Sembilan Belas
"Ternyata sakit yang sebenarnya itu begini."
- Zeira -
- OoO -
Mia berhenti tertawa bersamaan dengan suara seseorang yang membuat mereka berdua sama-sama terdiam.
"Selamat ya, Mi," ucap orang itu menginterupsi percakapan Zeira dan Mia.
Zeira mematung, ia tak menyangka hari itu akan tiba, hari di mana mereka kembali bertemu.
Mia yang peka dengan keterdiaman Zeira segera mencairkan suasana, "Desti? Ya ampun apa kabar? Dateng juga lo, gue pikir enggak. Hmm, akhirnya kita kumpul lagi kan," ucap Mia sambil melirik ke arah Zeira dan Desti secara bergantian, ia ingin mereka akur seperti dulu lagi, tapi sepertinya Zeira masih belum bisa melupakan kejadian masalalu di antara mereka, Mia bahkan tidak tahu siapa yang benar dan siapa yang sebenarnya salah di antara Zeira dan Desti? Ia tidak bisa menyalahkan siapapun di antara mereka berdua, karena pasti ada alasan dibalik apa yang pernah Desti ataupun Zeira lakukan di masalalu yang membuat retaknya persahabatan mereka.

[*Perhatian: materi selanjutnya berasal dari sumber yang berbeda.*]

use std::collections::BTreeMap;

use tokio::sync::{mpsc, oneshot};
use tokio_util::sync::{CancellationToken, DropGuard};
use tracing::{debug, warn};

use crate::Error;

/// Maximum number of concurrently attached sessions.
pub const MAX_SESSIONS: usize = 64;

/// Number of lines buffered towards the monitor, and towards each session.
pub const MONITOR_QUEUE_LEN: usize = 64;

enum Control {
    Attach {
        cancel: CancellationToken,
        reply: oneshot::Sender<Result<Session, Error>>,
    },
    Detach(u64),
}

/// Broadcasts progress lines to all attached [Session]s.
///
/// The session set is owned by a single actor task, which is spawned on
/// construction and runs until [Monitor::close] is called.
#[derive(Clone)]
pub struct Monitor {
    control: mpsc::Sender<Control>,
    lines: mpsc::Sender<String>,
    shutdown: CancellationToken,
}

impl Monitor {
    pub fn new() -> Self {
        let (control_tx, control_rx) = mpsc::channel(MAX_SESSIONS);
        let (lines_tx, lines_rx) = mpsc::channel(MONITOR_QUEUE_LEN);
        let shutdown = CancellationToken::new();

        let actor = Actor {
            sessions: BTreeMap::new(),
            next_id: 0,
            control_tx: control_tx.clone(),
            control_rx,
            lines_rx,
            shutdown: shutdown.clone(),
        };
        tokio::spawn(actor.run());

        Self {
            control: control_tx,
            lines: lines_tx,
            shutdown,
        }
    }

    /// Returns a handle for producing progress lines.
    pub fn writer(&self) -> MonitorWriter {
        MonitorWriter {
            lines: self.lines.clone(),
        }
    }

    /// Attaches a new session, which stays attached until `cancel` fires,
    /// it falls behind, or the monitor is closed.
    pub async fn attach(&self, cancel: CancellationToken) -> Result<Session, Error> {
        let (reply, rx) = oneshot::channel();
        self.control
            .send(Control::Attach { cancel, reply })
            .await
            .map_err(|_| Error::Closed)?;
        rx.await.map_err(|_| Error::Closed)?
    }

    /// Stops the actor. Lines already queued are delivered, then all
    /// sessions are detached. Writers fail from then on.
    pub fn close(&self) {
        self.shutdown.cancel();
    }
}

impl Default for Monitor {
    fn default() -> Self {
        Self::new()
    }
}

/// Producer side of a [Monitor].
#[derive(Clone)]
pub struct MonitorWriter {
    lines: mpsc::Sender<String>,
}

impl MonitorWriter {
    /// Queues a line for broadcast, waiting while the queue is full.
    pub async fn send(&self, line: impl Into<String>) -> Result<(), Error> {
        self.lines
            .send(line.into())
            .await
            .map_err(|_| Error::Closed)
    }
}

/// An attached observer of a [Monitor].
pub struct Session {
    id: u64,
    lines: mpsc::Receiver<String>,
    errors: oneshot::Receiver<Error>,
}

impl Session {
    pub fn id(&self) -> u64 {
        self.id
    }

    /// Receives the next line. Returns `Ok(None)` once the session was
    /// detached, or the error that caused it to be detached.
    pub async fn recv(&mut self) -> Result<Option<String>, Error> {
        match self.lines.recv().await {
            Some(line) => Ok(Some(line)),
            None => match self.errors.try_recv() {
                Ok(e) => Err(e),
                Err(_) => Ok(None),
            },
        }
    }

    /// Splits the session into its line and error channels.
    pub fn into_parts(self) -> (mpsc::Receiver<String>, oneshot::Receiver<Error>) {
        (self.lines, self.errors)
    }
}

struct Slot {
    cancel: CancellationToken,
    lines: mpsc::Sender<String>,
    errors: oneshot::Sender<Error>,
    // stops the cancellation watcher once the slot is gone
    _watcher: DropGuard,
}

struct Actor {
    sessions: BTreeMap<u64, Slot>,
    next_id: u64,
    control_tx: mpsc::Sender<Control>,
    control_rx: mpsc::Receiver<Control>,
    lines_rx: mpsc::Receiver<String>,
    shutdown: CancellationToken,
}

impl Actor {
    async fn run(mut self) {
        loop {
            tokio::select! {
                biased;
                _ = self.shutdown.cancelled() => break,
                Some(control) = self.control_rx.recv() => self.handle(control),
                line = self.lines_rx.recv() => match line {
                    Some(line) => self.broadcast(line),
                    None => break,
                },
            }
        }

        // lines queued before closing are still delivered
        self.lines_rx.close();
        while let Some(line) = self.lines_rx.recv().await {
            self.broadcast(line);
        }
        debug!(sessions = self.sessions.len(), "monitor closed");
    }

    fn handle(&mut self, control: Control) {
        match control {
            Control::Attach { cancel, reply } => {
                let result = self.attach(cancel);
                // the caller may have gone away in the meantime
                if let Err(Ok(session)) = reply.send(result) {
                    self.sessions.remove(&session.id);
                }
            }
            Control::Detach(id) => {
                if self.sessions.remove(&id).is_some() {
                    debug!(session.id = id, "session detached");
                }
            }
        }
    }

    fn attach(&mut self, cancel: CancellationToken) -> Result<Session, Error> {
        if self.sessions.len() >= MAX_SESSIONS {
            return Err(Error::CapacityExceeded(MAX_SESSIONS));
        }

        let id = self.next_id;
        self.next_id += 1;

        let (lines_tx, lines_rx) = mpsc::channel(MONITOR_QUEUE_LEN);
        let (errors_tx, errors_rx) = oneshot::channel();

        let gone = CancellationToken::new();
        let watcher = {
            let cancel = cancel.clone();
            let gone = gone.clone();
            let control = self.control_tx.clone();
            async move {
                tokio::select! {
                    _ = cancel.cancelled() => {
                        let _ = control.send(Control::Detach(id)).await;
                    }
                    _ = gone.cancelled() => {}
                }
            }
        };
        tokio::spawn(watcher);

        self.sessions.insert(
            id,
            Slot {
                cancel,
                lines: lines_tx,
                errors: errors_tx,
                _watcher: gone.drop_guard(),
            },
        );
        debug!(session.id = id, sessions = self.sessions.len(), "session attached");

        Ok(Session {
            id,
            lines: lines_rx,
            errors: errors_rx,
        })
    }

    fn broadcast(&mut self, line: String) {
        self.sessions.retain(|_, slot| !slot.cancel.is_cancelled());

        let mut failed = Vec::new();
        for (id, slot) in &self.sessions {
            match slot.lines.try_send(line.clone()) {
                Ok(()) => {}
                Err(mpsc::error::TrySendError::Full(_)) => {
                    failed.push((*id, Some(Error::Lagged(MONITOR_QUEUE_LEN))))
                }
                Err(mpsc::error::TrySendError::Closed(_)) => failed.push((*id, None)),
            }
        }

        for (id, err) in failed {
            let Some(slot) = self.sessions.remove(&id) else {
                continue;
            };
            if let Some(err) = err {
                warn!(session.id = id, err = %err, "detaching session");
                let _ = slot.errors.send(err);
            }
        }
    }
}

"Nggak mungkin gue nggak dateng, apalagi ini acara spesial lo, gue nggak akan lupa sama temen," balas Desti, entah kenapa itu seperti sindiran halus untuk Zeira, memangnya siapa yang melupakan teman? Meski begitu, Zeira sangat merasa tersindir dengan ucapan Desti itu, tapi ia memilih untuk bungkam, ia malas berbicara dengan seorang penghianat.
Suasana canggung sangat terasa di antara ketiganya, tidak ada lagi candaan yang biasa mereka lontarkan seperti dulu, semuanya benar-benar sudah berbeda, jika saja dulu Desti tidak menghianatinya, mungkin mereka masih akrab dan bersahabat seperti dulu.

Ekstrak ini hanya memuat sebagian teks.